Koponen and colleagues [29] conducted one of the first controlled, bench-top machining experiments of nanocomposite coatings. The authors received thirteen coated medium density fiberboard (MDF) “test plates” from the Danish paint industry and present data from three plates, one control and two test plates coated with two different nanocomposite paints. All of the coatings were pre-painted onto the test plates were identified as: a control paint with no added nanomaterial, a paint containing 95 nm carbon black, and a paint with 17 nm titania nanoparticles (titania-NPs) added. No additional, presumably proprietary, details regarding the added NPs are provided, which is common for nanorelease studies using commercially relevant nanocomposites. In this experiment, the authors refined a containment chamber shown to reduce workplace “dust” [3032] such that released particle concentration and size could be measured as a hand-held orbital sander was used to abrade the control and test coatings on the MDF plates. The released debris emitted from the test coating and the exhaust from the sander were both measured with an aerosol particle sizer (APS) and FMPS. The authors report sanding resulted in the release of nanoscale and ultra-fine particles from each test plate, including the control. Using diameter size to characterize the released particles, the authors fitted the data to a five modal distribution curve, and show the smallest two peaks were < 20 nm, the middle peak was about 200 nm and the largest two were 1 and 2 μm. Based on a previous report [33] and on the results collected during this study, the authors attribute the smallest two modes of released particles to the orbital sander’s electrical motor, while the mid-sized mode (~200 nm) comprised a combination of electrical motor “spark-particles” and matrix debris. The authors report the largest two modes contain mostly nanocomposite debris, but were unable to identify individual nanoparticles of either titania or carbon black.

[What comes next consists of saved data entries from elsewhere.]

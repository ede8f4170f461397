//! Dense Linear Algebra Kernel
//!
//! Small, dense [`Vector`] and [`Matrix`] value types on top of `ndarray`
//! with dimension-checked arithmetic, and the solvers the optimizers need:
//! - Gauss elimination with back-substitution ([`solve_triangular`])
//! - Gauss-Seidel iteration ([`GaussSeidel`])
//! - Doolittle LU factorization ([`Matrix::lu`])
//! - inversion composed from the two solvers ([`invert`])
//!
//! No pivoting is performed anywhere, so systems with a zero leading
//! minor fail with [`LinalgError::ZeroPivot`](crate::LinalgError::ZeroPivot)
//! rather than being reordered.

mod matrix;
pub use matrix::*;
mod vector;
pub use vector::*;
pub mod solve;
pub use solve::{invert, solve_triangular, GaussSeidel};
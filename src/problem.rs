//! Objective, gradient and result types shared by the minimizers

use crate::error::{LinalgError, OptimizeError, Result};
use crate::linalg::Vector;
use std::fmt;

/// Gradient of an objective as one partial derivative per coordinate
///
/// ```
/// use ndarray_minimize::problem::Gradient;
/// use ndarray_minimize::linalg::Vector;
///
/// // f(x, y) = x^2 + 3y^2
/// let grad = Gradient::new()
///     .partial(|x: &Vector| 2. * x[0])
///     .partial(|x: &Vector| 6. * x[1]);
/// let g = grad.evaluate(&Vector::from(vec![1., 2.])).unwrap();
/// assert_eq!(g, Vector::from(vec![2., 12.]));
/// ```
pub struct Gradient<'a> {
    partials: Vec<Box<dyn Fn(&Vector) -> f64 + 'a>>,
}

impl<'a> Gradient<'a> {
    pub fn new() -> Self {
        Self {
            partials: Vec::new(),
        }
    }

    /// Append the partial derivative for the next coordinate
    pub fn partial(mut self, partial: impl Fn(&Vector) -> f64 + 'a) -> Self {
        self.partials.push(Box::new(partial));
        self
    }

    pub fn from_partials(partials: Vec<Box<dyn Fn(&Vector) -> f64 + 'a>>) -> Self {
        Self { partials }
    }

    /// Number of partial derivatives, the dimension of the problem
    pub fn dimension(&self) -> usize {
        self.partials.len()
    }

    /// $`\nabla f(x)`$
    pub fn evaluate(&self, x: &Vector) -> Result<Vector, LinalgError> {
        if x.dimension() != self.dimension() {
            return Err(LinalgError::DimensionMismatch {
                expected: self.dimension(),
                found: x.dimension(),
            });
        }
        Ok(self.partials.iter().map(|partial| partial(x)).collect::<Vec<_>>().into())
    }
}

impl Default for Gradient<'_> {
    fn default() -> Self {
        Self::new()
    }
}

impl fmt::Debug for Gradient<'_> {
    fn fmt(&self, f: &mut fmt::Formatter<'_>) -> fmt::Result {
        f.debug_struct("Gradient")
            .field("dimension", &self.dimension())
            .finish()
    }
}

/// Outcome of a multidimensional minimization
///
/// Running out of iterations is not an error: the best iterate found so
/// far is returned with `converged` set to false.
#[derive(Debug, Clone, PartialEq)]
pub struct Solution {
    /// Best point found
    pub x: Vector,
    /// Objective value at `x`
    pub fx: f64,
    pub iterations: usize,
    /// Whether the stopping test was met, as opposed to the iteration cap
    pub converged: bool,
}

/// Do nothing callback for [`solve_with`](crate::smooth::SteepestDescent::solve_with)
/// style methods
pub fn nop(_x: &Vector, _fx: f64, _iter: usize) {}

/// Reject a start point whose dimension disagrees with the gradient
pub(crate) fn check_start(gradient: &Gradient<'_>, x0: &Vector) -> Result<()> {
    if gradient.dimension() == x0.dimension() {
        Ok(())
    } else {
        Err(OptimizeError::Linalg(LinalgError::DimensionMismatch {
            expected: gradient.dimension(),
            found: x0.dimension(),
        }))
    }
}

/// Reject tolerances that are zero, negative or NaN
pub(crate) fn check_positive(what: &str, values: &[(&str, f64)]) -> Result<()> {
    match values.iter().find(|(_, value)| !(*value > 0.)) {
        Some((name, value)) => Err(OptimizeError::InvalidConfig(format!(
            "{} {} must be positive, got {}",
            what, name, value
        ))),
        None => Ok(()),
    }
}

#[cfg(test)]
mod tests {
    use super::*;

    #[test]
    fn gradient_of_quadratic() {
        let grad = Gradient::new()
            .partial(|x: &Vector| 2. * x[0] + x[1])
            .partial(|x: &Vector| x[0]);
        assert_eq!(grad.dimension(), 2);
        let g = grad.evaluate(&Vector::from(vec![1., -1.])).unwrap();
        assert_eq!(g, Vector::from(vec![1., 1.]));
    }

    #[test]
    fn gradient_from_boxed_partials() {
        let scale = 3.;
        let partials: Vec<Box<dyn Fn(&Vector) -> f64>> =
            vec![Box::new(move |x: &Vector| scale * x[0]), Box::new(|_: &Vector| 1.)];
        let grad = Gradient::from_partials(partials);
        let g = grad.evaluate(&Vector::from(vec![2., 0.])).unwrap();
        assert_eq!(g.to_vec(), vec![6., 1.]);
    }

    #[test]
    fn gradient_dimension_mismatch() {
        let grad = Gradient::new().partial(|x: &Vector| x[0]);
        assert_eq!(
            grad.evaluate(&Vector::zeros(2)),
            Err(LinalgError::DimensionMismatch {
                expected: 1,
                found: 2
            })
        );
        assert!(matches!(
            check_start(&grad, &Vector::zeros(3)),
            Err(OptimizeError::Linalg(LinalgError::DimensionMismatch { .. }))
        ));
    }

    #[test]
    fn positive_tolerances() {
        assert!(check_positive("test", &[("eps", 1e-3)]).is_ok());
        assert_eq!(
            check_positive("test", &[("eps", 1e-3), ("delta", f64::NAN)])
                .unwrap_err()
                .to_string(),
            "invalid configuration: test delta must be positive, got NaN"
        );
    }
}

In follow up study, Koponen et al. [34] again investigated paints and a lacquer with added nanomaterials applied to MDF plates, supplied by industry partners. As in their earlier study, the authors report the sander motor as a significant source of aerosolized particles <50 nm, while the dominant released debris size ranged from 100-300 nm regardless of the coating being sanding. The authors were unable to identify any clear differences in terms of release rates or released particle size between paints with or without added nanomaterials. The authors do note however, that the pressure applied by the hand held sander and the grit size of the sandpaper could, at least in theory result in different release dynamics. In addition, the authors note the limitations of APS and FMPS, and suggest subsequent characterization of released particles under SEM would be helpful in clearly distinguishing discrete nanoparticles from nano-sized agglomerates and matrix embedded nanomaterials. In this observational study, the authors report they assume that no discrete nanomaterials were released due to sanding and plan further analysis. Under identical experimental conditions and using the same detection and characterization methods, Saber et al. [35] report similar results for an even broader range of reference coatings and nanocomposite paints, lacquers and binders then previously tested. In each of these studies, no systematic differences were identified in the released debris number or size, and that the added nanoparticles were retained within the matrix or particle aggregates [29, 34, 35].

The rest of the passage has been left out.